At first blush such anxiety seems unwarranted. There are 15.2 million Muslims in the fifteen countries that joined the EU before 2004—only about four percent of the total population there. And that percentage is smaller still when the Eastern European countries that joined the EU last year are factored in. Even the addition of Turkey's 68 million Muslims would bring the total to only 15 percent of Europe's overall population.

But a number of factors are converging to swell the Muslim presence in what was once Christianity's heartland. Birth rates have fallen well below replacement levels in a number of European countries, and there is little expectation that this trend will reverse itself. The latest UN projections see Europe's overall population dropping from about 728 million in 2000 to roughly 630 million in 2050.

The Continent's Muslim population, however, represents a stark exception to this trend. Europe's Muslims are considerably younger than its non-Muslims, and their overall birth rate is roughly three times as high. Small wonder that by 2015, when Europe's population will have fallen by roughly 3.5 percent from the present level, the Muslim population is expected to have doubled—and that's assuming no significant increase in the conversion rate on a continent where Christianity's decline in recent decades has left an unprecedented religious vacuum.

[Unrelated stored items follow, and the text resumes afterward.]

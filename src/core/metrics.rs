//! 服务指标注册表
//!
//! 计数器和直方图以标签为键存放在 `DashMap` 中，按 Prometheus 文本格式输出。
//! 标签按键排序以保证输出顺序稳定，直方图桶以微秒为单位。

use dashmap::DashMap;
use std::fmt::Write;
use std::sync::atomic::{AtomicU64, Ordering};
use std::time::Duration;

type LabelKey = Vec<(String, String)>;

fn label_key(labels: &[(&str, &str)]) -> LabelKey {
    let mut key: LabelKey = labels
        .iter()
        .map(|(k, v)| (k.to_string(), v.to_string()))
        .collect();
    key.sort();
    key
}

fn escape_label(v: &str) -> String {
    v.replace('\\', "\\\\")
        .replace('"', "\\\"")
        .replace('\n', "\\n")
}

fn render_labels(key: &LabelKey) -> String {
    key.iter()
        .map(|(k, v)| format!("{}=\"{}\"", k, escape_label(v)))
        .collect::<Vec<_>>()
        .join(",")
}

/// 带标签的计数器
#[derive(Default)]
pub struct CounterVec {
    map: DashMap<LabelKey, AtomicU64>,
}

impl CounterVec {
    pub fn inc(&self, labels: &[(&str, &str)]) {
        self.map
            .entry(label_key(labels))
            .or_insert_with(|| AtomicU64::new(0))
            .fetch_add(1, Ordering::Relaxed);
    }

    /// 读取某组标签的当前值，不存在时为 0
    pub fn get(&self, labels: &[(&str, &str)]) -> u64 {
        self.map
            .get(&label_key(labels))
            .map(|c| c.load(Ordering::Relaxed))
            .unwrap_or(0)
    }

    fn render(&self, name: &str, help: &str, out: &mut String) {
        let _ = writeln!(out, "# HELP {} {}", name, help);
        let _ = writeln!(out, "# TYPE {} counter", name);
        for entry in self.map.iter() {
            let _ = writeln!(
                out,
                "{}{{{}}} {}",
                name,
                render_labels(entry.key()),
                entry.value().load(Ordering::Relaxed)
            );
        }
    }
}

// 100us, 500us, 1ms, 5ms, 10ms, 50ms, 100ms, 500ms, 1s
const BUCKETS_MICROS: [u64; 9] = [
    100, 500, 1_000, 5_000, 10_000, 50_000, 100_000, 500_000, 1_000_000,
];

#[derive(Default)]
struct AtomicHistogram {
    count: AtomicU64,
    sum: AtomicU64,
    buckets: [AtomicU64; 9],
}

/// 带标签的耗时直方图（微秒）
#[derive(Default)]
pub struct HistogramVec {
    map: DashMap<LabelKey, AtomicHistogram>,
}

impl HistogramVec {
    pub fn observe(&self, labels: &[(&str, &str)], duration: Duration) {
        let hist = self
            .map
            .entry(label_key(labels))
            .or_insert_with(AtomicHistogram::default);
        let micros = u64::try_from(duration.as_micros()).unwrap_or(u64::MAX);

        hist.count.fetch_add(1, Ordering::Relaxed);
        hist.sum.fetch_add(micros, Ordering::Relaxed);

        // 累积桶：所有上界不小于观测值的桶都加一
        for (i, &le) in BUCKETS_MICROS.iter().enumerate() {
            if micros <= le {
                hist.buckets[i].fetch_add(1, Ordering::Relaxed);
            }
        }
    }

    fn render(&self, name: &str, help: &str, out: &mut String) {
        let _ = writeln!(out, "# HELP {} {}", name, help);
        let _ = writeln!(out, "# TYPE {} histogram", name);
        for entry in self.map.iter() {
            let labels = render_labels(entry.key());
            let hist = entry.value();
            let prefix = if labels.is_empty() {
                String::new()
            } else {
                format!("{},", labels)
            };

            for (i, &le) in BUCKETS_MICROS.iter().enumerate() {
                let _ = writeln!(
                    out,
                    "{}_bucket{{{}le=\"{}\"}} {}",
                    name,
                    prefix,
                    le,
                    hist.buckets[i].load(Ordering::Relaxed)
                );
            }
            let count = hist.count.load(Ordering::Relaxed);
            let _ = writeln!(out, "{}_bucket{{{}le=\"+Inf\"}} {}", name, prefix, count);
            let _ = writeln!(
                out,
                "{}_sum{{{}}} {}",
                name,
                labels,
                hist.sum.load(Ordering::Relaxed)
            );
            let _ = writeln!(out, "{}_count{{{}}} {}", name, labels, count);
        }
    }
}

/// 产品服务的全部指标
#[derive(Default)]
pub struct ServiceMetrics {
    pub requests: CounterVec,
    pub request_duration: HistogramVec,
    pub rate_limited: CounterVec,
}

impl ServiceMetrics {
    pub fn new() -> Self {
        Self::default()
    }

    /// 记录一次完成的请求
    pub fn record_request(&self, method: &str, endpoint: &str, status: u16, elapsed: Duration) {
        let status = status.to_string();
        self.requests.inc(&[
            ("method", method),
            ("endpoint", endpoint),
            ("status", &status),
        ]);
        self.request_duration
            .observe(&[("method", method), ("endpoint", endpoint)], elapsed);
    }

    pub fn record_rate_limited(&self, endpoint: &str) {
        self.rate_limited.inc(&[("endpoint", endpoint)]);
    }

    /// 以 Prometheus 文本格式输出，`product_count` 为当前目录大小
    pub fn render(&self, product_count: usize) -> String {
        let mut out = String::new();
        self.requests.render(
            "product_service_requests_total",
            "Total requests",
            &mut out,
        );
        self.request_duration.render(
            "product_service_request_duration_micros",
            "Request latency in microseconds",
            &mut out,
        );
        self.rate_limited.render(
            "product_service_rate_limited_total",
            "Requests rejected by the rate limiter",
            &mut out,
        );
        let _ = writeln!(
            out,
            "# HELP product_service_products Products currently in the catalog"
        );
        let _ = writeln!(out, "# TYPE product_service_products gauge");
        let _ = writeln!(out, "product_service_products {}", product_count);
        out
    }
}

#[cfg(test)]
mod tests {
    use super::*;

    #[test]
    fn test_counter_labels_are_order_independent() {
        let counter = CounterVec::default();
        counter.inc(&[("method", "GET"), ("endpoint", "/products")]);
        counter.inc(&[("endpoint", "/products"), ("method", "GET")]);
        assert_eq!(
            counter.get(&[("method", "GET"), ("endpoint", "/products")]),
            2
        );
        assert_eq!(counter.get(&[("method", "POST")]), 0);
    }

    #[test]
    fn test_histogram_buckets_are_cumulative() {
        let metrics = ServiceMetrics::new();
        metrics.record_request("GET", "/health", 200, Duration::from_micros(700));

        let text = metrics.render(0);
        assert!(text.contains(
            "product_service_request_duration_micros_bucket{endpoint=\"/health\",method=\"GET\",le=\"500\"} 0"
        ));
        assert!(text.contains(
            "product_service_request_duration_micros_bucket{endpoint=\"/health\",method=\"GET\",le=\"1000\"} 1"
        ));
        assert!(text.contains(
            "product_service_request_duration_micros_bucket{endpoint=\"/health\",method=\"GET\",le=\"+Inf\"} 1"
        ));
    }

    #[test]
    fn test_render_includes_request_counter_and_gauge() {
        let metrics = ServiceMetrics::new();
        metrics.record_request("POST", "/products", 201, Duration::from_millis(1));
        metrics.record_rate_limited("/products");

        let text = metrics.render(7);
        assert!(text.contains(
            "product_service_requests_total{endpoint=\"/products\",method=\"POST\",status=\"201\"} 1"
        ));
        assert!(text.contains("product_service_rate_limited_total{endpoint=\"/products\"} 1"));
        assert!(text.contains("product_service_products 7"));
    }

    #[test]
    fn test_escape_label() {
        assert_eq!(escape_label("a\"b\\c\n"), "a\\\"b\\\\c\\n");
    }
}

In addition, about 900,000 immigrants reach European shores each year—and Muslims from the Middle East and North Africa make up an increasing proportion of these new arrivals. So far this influx has been driven largely by conditions in the Muslim world, but it is likely to be amplified by a demand for immigrant workers in European nations in the decades ahead, as the graying of Europe's population puts an increasing strain on its welfare-state economy. According to a 2000 UN projection, the EU states would need 949,000 immigrants a year to maintain their 1995 population, 1,588,000 a year to maintain their 1995 working-age population, and a stunning 13,480,000 a year to maintain the 1995 ratio of working-age to retired residents.

Relying too heavily on demographic projections can be a fool's game, of course; recall that the feared "population bomb" of the 1970s never detonated. But integrating even existing Muslim minorities already poses a serious cultural and political challenge for European society. The relatively small size of the Islamic population is counterbalanced by its concentration in a few Western European nations—particularly France, Germany, and the Low Countries—and by the tendency of Muslim immigrants to cluster around large cities (two fifths of Britain's Muslims live in greater London, and a third of France's Muslims in the Paris area), often in neighborhoods and vast housing projects that are culturally and economically isolated from the wider society.

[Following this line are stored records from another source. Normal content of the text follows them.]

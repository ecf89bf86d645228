//! 产品处理器

use axum::{
    extract::{
        rejection::{JsonRejection, QueryRejection},
        Path, Query, State,
    },
    http::StatusCode,
    response::Json,
};
use serde_json::Value;

use super::{
    model::{DeletedProduct, Product, ProductFilter, ProductList, StockChange},
    validation::{parse_new_product, parse_product_changes, parse_stock_quantity, ListQuery},
};
use crate::app::state::AppState;
use crate::core::{error::CoreError, response::ApiResponse};

type ApiResult<T> = Result<Json<ApiResponse<T>>, CoreError>;

fn query_error(rejection: QueryRejection) -> CoreError {
    CoreError::BadRequest(rejection.body_text())
}

/// 获取产品列表 (支持 category / min_price / max_price 过滤)
pub async fn list_products(
    State(state): State<AppState>,
    query: Result<Query<ListQuery>, QueryRejection>,
) -> ApiResult<ProductList> {
    let Query(query) = query.map_err(query_error)?;
    let filter = ProductFilter::from(query);

    let products = state.product_service.list_products(&filter)?;
    let total = products.len();
    Ok(Json(ApiResponse::success(ProductList { products, total })))
}

pub async fn get_product(
    State(state): State<AppState>,
    Path(id): Path<String>,
) -> ApiResult<Product> {
    let product = state.product_service.get_product(&id)?;
    Ok(Json(ApiResponse::success(product)))
}

pub async fn create_product(
    State(state): State<AppState>,
    payload: Result<Json<Value>, JsonRejection>,
) -> Result<(StatusCode, Json<ApiResponse<Product>>), CoreError> {
    let Json(body) = payload?;
    let new = parse_new_product(&body)?;

    let product = state.product_service.create_product(new)?;
    Ok(ApiResponse::created(product))
}

/// 更新产品，先完成全部校验再修改
pub async fn update_product(
    State(state): State<AppState>,
    Path(id): Path<String>,
    payload: Result<Json<Value>, JsonRejection>,
) -> ApiResult<Product> {
    // 不存在的产品优先返回 404
    state.product_service.ensure_exists(&id)?;

    let Json(body) = payload?;
    let changes = parse_product_changes(&body)?;

    let product = state.product_service.update_product(&id, changes)?;
    Ok(Json(ApiResponse::success(product)))
}

pub async fn delete_product(
    State(state): State<AppState>,
    Path(id): Path<String>,
) -> ApiResult<DeletedProduct> {
    let product = state.product_service.delete_product(&id)?;
    Ok(Json(ApiResponse::success(DeletedProduct {
        id: product.id,
        message: "Product deleted successfully".to_string(),
    })))
}

pub async fn adjust_stock(
    State(state): State<AppState>,
    Path(id): Path<String>,
    payload: Result<Json<Value>, JsonRejection>,
) -> ApiResult<StockChange> {
    state.product_service.ensure_exists(&id)?;

    let Json(body) = payload?;
    let quantity = parse_stock_quantity(&body)?;

    let change = state.product_service.adjust_stock(&id, quantity)?;
    Ok(Json(ApiResponse::success(change)))
}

The inhabitants of these Muslim ghettos are vulnerable to the woes that usually afflict marginalized populations: high crime rates, poor education, rampant unemployment. And this, in turn, may make them receptive to the lure of radical Islam. Only a small minority of European Muslims are hard-core Islamists. But the radical strain in what Olivier Roy, of the French National Center for Scientific Research, calls "EuroIslam" is potent enough to make Europe both an ideal training and staging ground for terrorism (since 9/11 European authorities have reportedly arrested roughly twenty times as many terror suspects as the United States has) and a target of opportunity for would-be jihadis (as in last spring's Madrid bombings). Unsurprisingly, these factors also tend to spur anti-Muslim, anti-immigrant backlash—exemplified by the high vote total earned by Jean-Marie Le Pen's quasi-fascist National Front in France's most recent presidential election.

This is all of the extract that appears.